### Assignment
Where the string "transcripts" occurs in a line of the entries below, copy that line.

### Records for processing
•••

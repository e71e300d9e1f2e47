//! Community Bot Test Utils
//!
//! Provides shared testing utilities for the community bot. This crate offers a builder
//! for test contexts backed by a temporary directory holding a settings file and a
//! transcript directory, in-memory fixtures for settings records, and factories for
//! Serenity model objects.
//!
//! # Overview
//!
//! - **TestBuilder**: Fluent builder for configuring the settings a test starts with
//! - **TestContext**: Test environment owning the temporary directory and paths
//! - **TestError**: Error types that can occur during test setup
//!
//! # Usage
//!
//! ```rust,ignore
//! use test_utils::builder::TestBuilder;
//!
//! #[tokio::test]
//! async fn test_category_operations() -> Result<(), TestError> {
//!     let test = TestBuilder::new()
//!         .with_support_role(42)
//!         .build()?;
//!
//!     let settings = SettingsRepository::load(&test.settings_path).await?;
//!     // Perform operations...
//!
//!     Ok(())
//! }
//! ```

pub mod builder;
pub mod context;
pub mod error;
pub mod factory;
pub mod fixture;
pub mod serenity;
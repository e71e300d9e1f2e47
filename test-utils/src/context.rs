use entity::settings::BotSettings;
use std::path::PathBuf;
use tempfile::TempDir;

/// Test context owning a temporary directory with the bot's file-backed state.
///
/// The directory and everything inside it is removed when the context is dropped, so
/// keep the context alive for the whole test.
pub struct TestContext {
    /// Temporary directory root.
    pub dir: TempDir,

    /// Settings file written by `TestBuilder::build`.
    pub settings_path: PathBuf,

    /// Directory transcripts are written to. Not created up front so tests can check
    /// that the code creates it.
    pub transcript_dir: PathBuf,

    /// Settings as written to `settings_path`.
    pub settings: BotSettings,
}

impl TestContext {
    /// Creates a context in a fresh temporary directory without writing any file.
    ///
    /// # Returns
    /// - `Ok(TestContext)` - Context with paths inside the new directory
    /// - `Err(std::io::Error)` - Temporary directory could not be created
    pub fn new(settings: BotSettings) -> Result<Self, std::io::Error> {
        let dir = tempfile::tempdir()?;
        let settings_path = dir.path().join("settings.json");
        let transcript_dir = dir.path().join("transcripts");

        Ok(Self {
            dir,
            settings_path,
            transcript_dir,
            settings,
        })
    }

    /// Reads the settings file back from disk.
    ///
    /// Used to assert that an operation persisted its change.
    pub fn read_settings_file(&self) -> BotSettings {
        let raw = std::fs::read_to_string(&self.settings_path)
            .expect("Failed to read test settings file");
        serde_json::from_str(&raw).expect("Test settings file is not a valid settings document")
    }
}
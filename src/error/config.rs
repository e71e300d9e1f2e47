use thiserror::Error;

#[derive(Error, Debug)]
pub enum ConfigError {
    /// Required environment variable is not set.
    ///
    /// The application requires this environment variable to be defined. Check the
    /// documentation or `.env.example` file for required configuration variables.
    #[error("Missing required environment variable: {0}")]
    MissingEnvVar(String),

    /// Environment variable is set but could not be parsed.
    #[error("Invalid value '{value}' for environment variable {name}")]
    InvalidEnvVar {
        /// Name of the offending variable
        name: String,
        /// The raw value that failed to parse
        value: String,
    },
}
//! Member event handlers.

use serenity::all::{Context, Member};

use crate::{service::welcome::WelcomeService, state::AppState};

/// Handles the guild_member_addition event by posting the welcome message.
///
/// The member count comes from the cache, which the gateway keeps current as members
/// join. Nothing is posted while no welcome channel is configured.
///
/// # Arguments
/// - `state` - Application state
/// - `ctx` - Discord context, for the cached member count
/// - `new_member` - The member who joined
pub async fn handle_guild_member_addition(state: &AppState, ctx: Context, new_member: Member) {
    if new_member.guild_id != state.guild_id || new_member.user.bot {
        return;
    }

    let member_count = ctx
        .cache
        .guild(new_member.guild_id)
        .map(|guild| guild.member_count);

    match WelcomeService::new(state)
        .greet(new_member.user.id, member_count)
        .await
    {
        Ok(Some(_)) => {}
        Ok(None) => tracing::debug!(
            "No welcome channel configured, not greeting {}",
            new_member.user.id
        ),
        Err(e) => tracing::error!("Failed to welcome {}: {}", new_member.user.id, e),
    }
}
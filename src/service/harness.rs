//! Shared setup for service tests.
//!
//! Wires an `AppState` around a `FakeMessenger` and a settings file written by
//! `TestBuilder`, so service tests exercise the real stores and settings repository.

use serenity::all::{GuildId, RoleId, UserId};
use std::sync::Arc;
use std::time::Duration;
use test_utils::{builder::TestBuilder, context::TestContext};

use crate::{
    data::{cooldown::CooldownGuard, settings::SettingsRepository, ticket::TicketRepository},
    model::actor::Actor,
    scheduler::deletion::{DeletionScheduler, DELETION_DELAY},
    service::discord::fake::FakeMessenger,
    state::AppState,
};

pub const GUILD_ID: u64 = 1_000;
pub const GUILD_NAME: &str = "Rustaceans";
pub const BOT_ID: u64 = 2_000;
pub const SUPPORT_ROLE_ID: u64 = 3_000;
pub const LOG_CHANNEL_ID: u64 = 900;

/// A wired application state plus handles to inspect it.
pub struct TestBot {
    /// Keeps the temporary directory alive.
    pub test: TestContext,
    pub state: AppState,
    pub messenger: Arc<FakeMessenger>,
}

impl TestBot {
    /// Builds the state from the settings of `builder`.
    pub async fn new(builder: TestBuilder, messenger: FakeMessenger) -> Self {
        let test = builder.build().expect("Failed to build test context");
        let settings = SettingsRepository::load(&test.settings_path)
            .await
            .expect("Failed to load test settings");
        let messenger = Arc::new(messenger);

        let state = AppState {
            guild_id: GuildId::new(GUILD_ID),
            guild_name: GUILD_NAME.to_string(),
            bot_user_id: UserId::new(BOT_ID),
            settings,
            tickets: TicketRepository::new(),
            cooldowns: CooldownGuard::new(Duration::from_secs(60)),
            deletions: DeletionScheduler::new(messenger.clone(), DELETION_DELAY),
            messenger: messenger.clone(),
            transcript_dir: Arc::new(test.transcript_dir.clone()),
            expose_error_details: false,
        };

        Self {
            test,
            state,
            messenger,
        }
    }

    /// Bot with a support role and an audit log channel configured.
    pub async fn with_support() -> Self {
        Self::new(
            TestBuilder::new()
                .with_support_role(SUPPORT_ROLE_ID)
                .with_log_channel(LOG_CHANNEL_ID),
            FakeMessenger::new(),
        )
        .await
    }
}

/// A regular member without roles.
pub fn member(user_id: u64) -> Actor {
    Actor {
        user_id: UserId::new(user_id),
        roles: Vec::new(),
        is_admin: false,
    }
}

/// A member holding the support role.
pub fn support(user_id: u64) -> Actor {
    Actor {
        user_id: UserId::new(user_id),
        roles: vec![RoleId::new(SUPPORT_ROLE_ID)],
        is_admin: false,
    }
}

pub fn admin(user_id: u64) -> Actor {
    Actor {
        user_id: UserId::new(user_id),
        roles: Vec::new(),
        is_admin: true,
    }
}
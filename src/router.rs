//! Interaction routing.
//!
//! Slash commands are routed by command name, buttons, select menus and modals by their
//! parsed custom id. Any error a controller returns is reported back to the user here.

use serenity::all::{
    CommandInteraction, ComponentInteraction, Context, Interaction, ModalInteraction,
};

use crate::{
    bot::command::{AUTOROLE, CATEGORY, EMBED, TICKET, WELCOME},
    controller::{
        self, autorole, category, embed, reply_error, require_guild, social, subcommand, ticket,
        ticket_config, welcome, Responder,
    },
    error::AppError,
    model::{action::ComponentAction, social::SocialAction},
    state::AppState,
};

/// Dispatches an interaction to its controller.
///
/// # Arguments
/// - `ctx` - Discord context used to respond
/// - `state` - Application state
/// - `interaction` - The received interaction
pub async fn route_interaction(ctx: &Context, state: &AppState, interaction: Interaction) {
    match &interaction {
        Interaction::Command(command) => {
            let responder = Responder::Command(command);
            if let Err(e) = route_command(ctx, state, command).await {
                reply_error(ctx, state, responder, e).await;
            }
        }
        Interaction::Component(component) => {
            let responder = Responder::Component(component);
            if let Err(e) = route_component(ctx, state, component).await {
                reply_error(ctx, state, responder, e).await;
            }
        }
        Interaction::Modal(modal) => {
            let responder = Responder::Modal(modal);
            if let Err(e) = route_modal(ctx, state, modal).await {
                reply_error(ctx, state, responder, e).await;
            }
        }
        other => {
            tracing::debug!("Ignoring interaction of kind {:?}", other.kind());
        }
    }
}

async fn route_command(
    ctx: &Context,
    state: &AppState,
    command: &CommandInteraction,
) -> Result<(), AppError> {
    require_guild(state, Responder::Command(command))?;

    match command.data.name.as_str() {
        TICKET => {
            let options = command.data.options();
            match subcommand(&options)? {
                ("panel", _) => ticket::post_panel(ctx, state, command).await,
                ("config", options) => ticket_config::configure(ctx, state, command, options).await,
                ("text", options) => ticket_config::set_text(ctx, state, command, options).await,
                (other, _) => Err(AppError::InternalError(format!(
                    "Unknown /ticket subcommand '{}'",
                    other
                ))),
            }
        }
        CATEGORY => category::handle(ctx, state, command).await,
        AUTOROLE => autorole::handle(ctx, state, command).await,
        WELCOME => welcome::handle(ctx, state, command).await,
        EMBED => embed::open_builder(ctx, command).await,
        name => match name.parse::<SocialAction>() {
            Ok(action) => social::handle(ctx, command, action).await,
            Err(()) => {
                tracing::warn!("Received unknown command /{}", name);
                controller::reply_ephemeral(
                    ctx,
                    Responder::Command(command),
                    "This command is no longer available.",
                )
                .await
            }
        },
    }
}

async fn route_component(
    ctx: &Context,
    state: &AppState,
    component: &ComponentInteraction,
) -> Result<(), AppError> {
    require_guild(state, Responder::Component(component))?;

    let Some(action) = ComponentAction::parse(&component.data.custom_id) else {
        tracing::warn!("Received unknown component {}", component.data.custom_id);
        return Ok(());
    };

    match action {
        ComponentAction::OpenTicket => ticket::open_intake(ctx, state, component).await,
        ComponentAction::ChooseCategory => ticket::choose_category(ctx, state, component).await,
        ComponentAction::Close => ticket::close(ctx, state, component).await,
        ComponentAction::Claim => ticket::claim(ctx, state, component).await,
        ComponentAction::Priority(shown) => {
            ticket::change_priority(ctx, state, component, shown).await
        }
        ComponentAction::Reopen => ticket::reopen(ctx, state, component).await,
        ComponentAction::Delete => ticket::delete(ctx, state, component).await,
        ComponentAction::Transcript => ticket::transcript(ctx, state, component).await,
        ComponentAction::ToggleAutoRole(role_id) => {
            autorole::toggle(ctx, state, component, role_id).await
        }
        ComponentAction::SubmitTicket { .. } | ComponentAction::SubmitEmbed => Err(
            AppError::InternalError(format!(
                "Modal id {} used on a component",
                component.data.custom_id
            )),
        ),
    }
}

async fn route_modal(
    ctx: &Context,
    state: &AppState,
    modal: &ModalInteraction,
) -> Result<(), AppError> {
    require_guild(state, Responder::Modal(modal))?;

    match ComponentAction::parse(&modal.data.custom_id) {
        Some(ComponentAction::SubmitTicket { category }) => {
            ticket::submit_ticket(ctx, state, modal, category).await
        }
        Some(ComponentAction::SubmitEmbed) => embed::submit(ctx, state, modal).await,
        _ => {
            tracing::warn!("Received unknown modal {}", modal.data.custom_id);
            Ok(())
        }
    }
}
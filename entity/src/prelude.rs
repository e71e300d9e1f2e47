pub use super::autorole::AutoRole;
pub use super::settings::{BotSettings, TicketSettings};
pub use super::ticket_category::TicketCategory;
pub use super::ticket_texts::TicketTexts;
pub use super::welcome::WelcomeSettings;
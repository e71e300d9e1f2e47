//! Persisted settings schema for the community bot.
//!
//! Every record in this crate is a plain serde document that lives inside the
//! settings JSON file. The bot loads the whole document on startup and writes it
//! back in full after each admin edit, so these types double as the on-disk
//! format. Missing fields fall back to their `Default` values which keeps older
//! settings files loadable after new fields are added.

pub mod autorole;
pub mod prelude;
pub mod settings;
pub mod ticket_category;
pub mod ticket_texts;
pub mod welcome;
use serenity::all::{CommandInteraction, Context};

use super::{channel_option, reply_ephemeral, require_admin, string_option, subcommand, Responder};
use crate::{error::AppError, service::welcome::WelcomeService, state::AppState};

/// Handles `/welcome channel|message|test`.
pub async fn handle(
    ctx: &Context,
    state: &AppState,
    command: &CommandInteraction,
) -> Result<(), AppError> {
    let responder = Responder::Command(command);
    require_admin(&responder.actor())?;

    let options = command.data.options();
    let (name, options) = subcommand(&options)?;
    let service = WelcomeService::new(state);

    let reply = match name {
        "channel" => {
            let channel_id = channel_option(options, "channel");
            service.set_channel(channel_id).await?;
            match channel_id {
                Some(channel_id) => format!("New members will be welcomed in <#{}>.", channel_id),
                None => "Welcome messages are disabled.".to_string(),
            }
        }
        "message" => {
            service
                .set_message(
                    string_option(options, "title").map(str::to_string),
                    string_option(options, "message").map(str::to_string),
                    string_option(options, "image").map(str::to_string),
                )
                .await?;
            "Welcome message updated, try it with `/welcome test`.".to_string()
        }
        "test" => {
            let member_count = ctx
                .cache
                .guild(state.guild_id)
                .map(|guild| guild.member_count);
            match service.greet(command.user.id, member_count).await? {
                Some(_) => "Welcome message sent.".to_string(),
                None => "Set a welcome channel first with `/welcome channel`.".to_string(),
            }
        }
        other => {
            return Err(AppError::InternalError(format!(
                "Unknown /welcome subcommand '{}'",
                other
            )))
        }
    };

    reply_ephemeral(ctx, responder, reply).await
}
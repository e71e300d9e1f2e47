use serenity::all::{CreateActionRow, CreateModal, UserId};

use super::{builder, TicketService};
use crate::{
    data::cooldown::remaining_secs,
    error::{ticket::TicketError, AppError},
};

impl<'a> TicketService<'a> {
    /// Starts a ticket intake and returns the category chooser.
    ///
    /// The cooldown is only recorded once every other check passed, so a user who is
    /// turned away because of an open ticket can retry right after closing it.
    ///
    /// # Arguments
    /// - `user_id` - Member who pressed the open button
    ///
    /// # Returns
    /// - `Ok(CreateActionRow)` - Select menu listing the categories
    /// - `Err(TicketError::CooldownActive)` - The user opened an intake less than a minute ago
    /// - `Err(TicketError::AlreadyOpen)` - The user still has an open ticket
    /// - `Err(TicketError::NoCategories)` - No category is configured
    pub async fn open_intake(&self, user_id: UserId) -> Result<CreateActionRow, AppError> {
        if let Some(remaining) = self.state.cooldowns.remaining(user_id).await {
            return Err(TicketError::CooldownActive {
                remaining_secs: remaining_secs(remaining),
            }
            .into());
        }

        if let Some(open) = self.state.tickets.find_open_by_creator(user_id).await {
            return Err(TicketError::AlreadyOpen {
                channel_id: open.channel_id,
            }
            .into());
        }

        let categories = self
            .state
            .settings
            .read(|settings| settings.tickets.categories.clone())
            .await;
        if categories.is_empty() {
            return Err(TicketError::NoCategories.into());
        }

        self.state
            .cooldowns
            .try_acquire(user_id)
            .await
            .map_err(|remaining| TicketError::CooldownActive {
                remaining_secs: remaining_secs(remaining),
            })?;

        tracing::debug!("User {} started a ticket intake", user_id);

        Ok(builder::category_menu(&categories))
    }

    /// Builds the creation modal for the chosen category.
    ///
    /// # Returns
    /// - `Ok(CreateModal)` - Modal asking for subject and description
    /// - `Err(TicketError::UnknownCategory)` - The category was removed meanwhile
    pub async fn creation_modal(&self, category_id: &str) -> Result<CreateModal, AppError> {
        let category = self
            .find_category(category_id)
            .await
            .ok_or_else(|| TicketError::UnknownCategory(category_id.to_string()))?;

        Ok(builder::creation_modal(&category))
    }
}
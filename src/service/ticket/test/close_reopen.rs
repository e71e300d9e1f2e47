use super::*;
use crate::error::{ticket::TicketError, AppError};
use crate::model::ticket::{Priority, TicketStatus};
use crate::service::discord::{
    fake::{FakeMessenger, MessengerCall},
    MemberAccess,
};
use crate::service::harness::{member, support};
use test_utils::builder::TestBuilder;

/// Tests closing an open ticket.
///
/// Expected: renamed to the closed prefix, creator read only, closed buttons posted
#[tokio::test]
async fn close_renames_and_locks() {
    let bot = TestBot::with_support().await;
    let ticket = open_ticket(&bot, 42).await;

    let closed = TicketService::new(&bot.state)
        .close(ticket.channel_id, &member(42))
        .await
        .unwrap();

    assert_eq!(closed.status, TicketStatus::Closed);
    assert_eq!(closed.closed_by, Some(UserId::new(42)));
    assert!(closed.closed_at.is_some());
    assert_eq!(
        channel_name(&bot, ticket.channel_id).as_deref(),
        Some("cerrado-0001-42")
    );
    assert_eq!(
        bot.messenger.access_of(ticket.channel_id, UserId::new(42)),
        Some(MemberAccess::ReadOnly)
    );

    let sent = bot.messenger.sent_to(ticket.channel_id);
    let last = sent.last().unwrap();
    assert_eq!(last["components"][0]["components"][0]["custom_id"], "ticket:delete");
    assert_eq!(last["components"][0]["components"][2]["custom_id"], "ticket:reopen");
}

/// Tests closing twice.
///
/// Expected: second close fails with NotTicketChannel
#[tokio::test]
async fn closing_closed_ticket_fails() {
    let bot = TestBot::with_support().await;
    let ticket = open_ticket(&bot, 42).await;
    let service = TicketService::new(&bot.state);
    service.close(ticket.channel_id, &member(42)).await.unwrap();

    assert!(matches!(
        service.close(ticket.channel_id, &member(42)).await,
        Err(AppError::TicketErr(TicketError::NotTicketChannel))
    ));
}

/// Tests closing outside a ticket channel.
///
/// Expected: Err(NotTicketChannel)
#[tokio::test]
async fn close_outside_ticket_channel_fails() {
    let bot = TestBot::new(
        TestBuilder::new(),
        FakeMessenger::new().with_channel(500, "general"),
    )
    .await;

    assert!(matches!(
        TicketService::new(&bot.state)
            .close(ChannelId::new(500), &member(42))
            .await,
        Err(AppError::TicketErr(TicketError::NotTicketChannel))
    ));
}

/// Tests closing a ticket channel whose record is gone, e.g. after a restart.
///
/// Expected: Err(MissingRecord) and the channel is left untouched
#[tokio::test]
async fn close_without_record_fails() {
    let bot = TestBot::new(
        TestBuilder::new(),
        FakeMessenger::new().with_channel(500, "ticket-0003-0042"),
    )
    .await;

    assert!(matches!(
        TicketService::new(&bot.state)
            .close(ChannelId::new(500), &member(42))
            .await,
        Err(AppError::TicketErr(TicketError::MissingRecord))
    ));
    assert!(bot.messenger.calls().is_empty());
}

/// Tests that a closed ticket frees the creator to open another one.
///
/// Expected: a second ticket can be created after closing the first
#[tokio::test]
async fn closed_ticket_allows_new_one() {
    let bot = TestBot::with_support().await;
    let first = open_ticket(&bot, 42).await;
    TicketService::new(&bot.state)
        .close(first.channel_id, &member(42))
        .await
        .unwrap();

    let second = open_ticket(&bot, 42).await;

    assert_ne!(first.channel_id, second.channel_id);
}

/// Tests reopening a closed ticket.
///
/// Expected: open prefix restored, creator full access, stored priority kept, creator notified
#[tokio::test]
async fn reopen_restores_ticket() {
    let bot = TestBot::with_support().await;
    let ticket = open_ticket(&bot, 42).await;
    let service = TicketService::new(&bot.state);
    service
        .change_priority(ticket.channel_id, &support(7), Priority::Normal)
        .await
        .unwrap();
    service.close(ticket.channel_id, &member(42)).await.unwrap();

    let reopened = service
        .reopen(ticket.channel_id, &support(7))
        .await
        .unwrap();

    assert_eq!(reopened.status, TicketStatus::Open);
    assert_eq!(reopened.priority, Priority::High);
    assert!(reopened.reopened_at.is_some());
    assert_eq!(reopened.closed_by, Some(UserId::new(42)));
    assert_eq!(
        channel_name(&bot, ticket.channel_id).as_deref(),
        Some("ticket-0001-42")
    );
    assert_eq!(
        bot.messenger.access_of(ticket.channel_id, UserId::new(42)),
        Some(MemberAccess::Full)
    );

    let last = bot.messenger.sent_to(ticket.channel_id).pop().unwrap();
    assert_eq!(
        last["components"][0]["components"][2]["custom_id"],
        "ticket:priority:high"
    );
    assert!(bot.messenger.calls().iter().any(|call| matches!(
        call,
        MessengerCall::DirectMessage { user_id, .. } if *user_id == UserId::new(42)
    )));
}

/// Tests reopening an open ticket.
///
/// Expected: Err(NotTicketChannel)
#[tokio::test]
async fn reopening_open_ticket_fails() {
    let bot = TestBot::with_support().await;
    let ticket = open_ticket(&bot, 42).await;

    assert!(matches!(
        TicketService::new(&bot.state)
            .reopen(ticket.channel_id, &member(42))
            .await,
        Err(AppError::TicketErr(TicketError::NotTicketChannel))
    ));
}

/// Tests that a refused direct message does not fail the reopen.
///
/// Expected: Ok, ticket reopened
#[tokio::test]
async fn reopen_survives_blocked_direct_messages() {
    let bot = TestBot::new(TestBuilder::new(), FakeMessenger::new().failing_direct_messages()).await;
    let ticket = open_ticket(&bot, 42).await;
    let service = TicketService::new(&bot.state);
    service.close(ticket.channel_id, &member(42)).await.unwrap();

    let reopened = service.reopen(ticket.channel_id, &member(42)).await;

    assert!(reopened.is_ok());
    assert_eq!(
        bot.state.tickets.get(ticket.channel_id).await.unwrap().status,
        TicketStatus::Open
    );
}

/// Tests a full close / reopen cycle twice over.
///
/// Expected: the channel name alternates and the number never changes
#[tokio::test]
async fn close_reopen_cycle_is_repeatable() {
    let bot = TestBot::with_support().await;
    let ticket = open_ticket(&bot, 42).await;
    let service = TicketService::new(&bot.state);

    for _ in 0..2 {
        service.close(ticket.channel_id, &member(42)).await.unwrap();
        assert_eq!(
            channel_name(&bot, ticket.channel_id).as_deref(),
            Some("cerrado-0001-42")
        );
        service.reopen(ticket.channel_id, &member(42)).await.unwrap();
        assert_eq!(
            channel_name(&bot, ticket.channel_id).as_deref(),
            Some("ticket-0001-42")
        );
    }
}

•••

### Task output
    /// Directory transcripts are written to. Not created up front so tests can check
        let transcript_dir = dir.path().join("transcripts");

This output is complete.